【モノのデバッグ】美しいけど使いにくい。シンプル設計の落とし穴
満足度高め、IKEAの999円スピーカー
IKEAでBluetoothのスピーカーを買いました。
最初にこのスピーカーのメリットまとめ。
軽い。自宅のスケールで測ったら182g。
可愛い。スッキリシンプルな手のひらデザイン。
中低音がそこそこ出る。
ちなみにお値段999円。
いまどきの円安らしからぬ価格設定。
この価格でこのクオリティなら、ありです。
最大100台までペアリングできるってことで2台買いました。
でも、使い方が分かりにくい
遊び心のあるスピーカー、なんだけど実際使ってみて操作に迷う点もちらほら。
いちばんは、ボタンの操作が分かりづらい。
ボタンは本体上部に2個。再生ボタンとBluetoothのボタン。
まず電源オンオフに迷う。
たぶんどっちか長押しで電源オンかな?(Bluetoothボタン長押しでした)。
今度はオフにできない…(同じ長押しなのに、オフになりにくい。正直いまだによくわからない)。
あと1台をスマホとBluetooth接続した後、2台目のペアリングがわかりづらい。同様にスマホとBluetooth接続?これはNG。正解は再生ボタンの長押し。これもいちいち試して、ネットで調べてようやくわかりました。
読むほど迷う説明書
いやいや、取説みろよ!
って、公式ページの説明書がわかりづらい。
すべてイラスト表記。
一見わかりやすそうなんだけど、その絵柄が何を伝えたいのか読解に時間がかかります。
ちなみに「最大100台ペアリング」の件は、2台繋いでもステレオになりません。2台、同じ音が鳴るだけ。えーーー。そこはステレオ接続にしようよ。
シンプル=使いやすい、ではない
昭和平成家電は本体にもリモコンにもゴチャゴチャとボタンがついてましたね。今や懐かしい。
そして時は令和。
IKEAにかぎらず昨今の家電は、ツルッとしたシンプルなデザインが主流。
洗練されていて無駄なノイズが少ない。モノ自体が美しい。
たしかに秀逸なプロダクトっていっぱいあるんだけど、なかにはあれ?って商品も多々ある。
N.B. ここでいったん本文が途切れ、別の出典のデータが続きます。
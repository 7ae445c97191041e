//! HTTP transport seam for the quote service.
//!
//! `HttpTransport` is the only place that touches the network. The production
//! implementation wraps a blocking `reqwest` client and logs every round trip;
//! tests substitute scripted transports so the rate-limit protocol can be
//! exercised without a live HTTP stack.
use std::time::{Duration, Instant};

use log::{debug, info, warn};
use quote_common::{PipelineError, Result};
use reqwest::blocking::Client;
use reqwest::header::{CONTENT_TYPE, HeaderMap, HeaderValue, RETRY_AFTER};

/// Default request timeout for quote-service calls.
pub const DEFAULT_TIMEOUT_SECS: u64 = 30;

/// Status code the quote service uses to signal rate limiting.
pub const TOO_MANY_REQUESTS: u16 = 429;

/// Response data the client needs, detached from the HTTP library.
#[derive(Debug, Clone, PartialEq, Eq)]
pub struct RawResponse {
    /// HTTP status code.
    pub status: u16,
    /// Raw value of the `Retry-After` header, if any.
    pub retry_after: Option<String>,
    /// Response body.
    pub body: Vec<u8>,
}

impl RawResponse {
    /// Returns `true` for 2xx statuses.
    pub fn is_success(&self) -> bool {
        (200..300).contains(&self.status)
    }

    /// Returns `true` when the service asks the caller to slow down.
    pub fn is_rate_limited(&self) -> bool {
        self.status == TOO_MANY_REQUESTS
    }
}

/// Issues GET requests against the quote service.
pub trait HttpTransport {
    /// Sends `GET {base}{path}?{query}`. Transport failures are `Network` errors;
    /// non-2xx statuses are returned as-is for the caller to interpret.
    fn get(&self, path: &str, query: &[(&str, &str)]) -> Result<RawResponse>;
}

impl<T: HttpTransport + ?Sized> HttpTransport for &T {
    fn get(&self, path: &str, query: &[(&str, &str)]) -> Result<RawResponse> {
        (**self).get(path, query)
    }
}

/// Blocking `reqwest` transport with a base URL and round-trip logging.
pub struct ReqwestTransport {
    client: Client,
    base_url: String,
}

impl ReqwestTransport {
    /// Builds a transport for `base_url` with the given request timeout.
    pub fn new(base_url: &str, timeout: Duration) -> Result<Self> {
        let mut headers = HeaderMap::new();
        headers.insert(CONTENT_TYPE, HeaderValue::from_static("application/json"));
        let client = Client::builder()
            .timeout(timeout)
            .default_headers(headers)
            .build()
            .map_err(|e| PipelineError::Network(format!("failed to build HTTP client: {e}")))?;

        Ok(Self {
            client,
            base_url: base_url.trim_end_matches('/').to_string(),
        })
    }

    /// Base URL requests are sent to.
    pub fn base_url(&self) -> &str {
        &self.base_url
    }
}

impl HttpTransport for ReqwestTransport {
    fn get(&self, path: &str, query: &[(&str, &str)]) -> Result<RawResponse> {
        let url = format!("{}{}", self.base_url, path);
        debug!("Started HTTP call GET {} {:?}", url, query);
        let start = Instant::now();

        let response = self
            .client
            .get(&url)
            .query(query)
            .send()
            .map_err(|e| {
                warn!("Request GET {} failed: {}", url, e);
                PipelineError::Network(e.to_string())
            })?;

        let status = response.status().as_u16();
        let retry_after = response
            .headers()
            .get(RETRY_AFTER)
            .and_then(|v| v.to_str().ok())
            .map(str::to_string);
        let body = response
            .bytes()
            .map_err(|e| PipelineError::Network(format!("failed to read body: {e}")))?
            .to_vec();

        info!(
            "Incoming response GET {} status={} duration={:?} bytes={}",
            url,
            status,
            start.elapsed(),
            body.len()
        );
        Ok(RawResponse {
            status,
            retry_after,
            body,
        })
    }
}

/// Blocks the calling thread for a duration.
pub trait Sleeper {
    /// Sleeps for `duration`.
    fn sleep(&self, duration: Duration);
}

/// Sleeper backed by `std::thread::sleep`.
#[derive(Debug, Default, Clone, Copy)]
pub struct ThreadSleeper;

impl Sleeper for ThreadSleeper {
    fn sleep(&self, duration: Duration) {
        std::thread::sleep(duration);
    }
}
Bluetoothスピーカーって最低限「電源オンオフ・Bluetooth接続・ペアリング」のボタンが欲しい。もしコストの問題でボタン2個まで、なら「電源オンオフ・Bluetooth接続(ペアリング)」が理想。
ユーザーが欲しいのは「再生ボタン」じゃないと思うんだけどな。
取説のイラスト表記、も家具の組み立てまでならわかる。
でも2ボタンにいろいろな機能を盛り込んだガジェットなら、
再生:▶ボタンを1回押す
曲送り:▶ボタンを2回連続押す
のように、文章でまとめたほうが一目でわかりやすい。
減らすべきは「迷う時間」
シンプルなデザインは僕も大好き。
でもシンプルな物は使いやすい、とはかぎらない。
減らすべきはボタンの数、ではなく迷う回数。
ゴチャゴチャとたっくさんボタンのついた昔のテレビのリモコン。
あれって、初見だと認知コストは高くてうわっとなる。
けど、慣れたらノールック・1プッシュで操作ができました。
当時の家電って、一度覚えれば負荷が低い設計だったんですよね。
身の回りの家電やガジェットは「美しさ」の前に、「使いやすい」存在でいてほしい。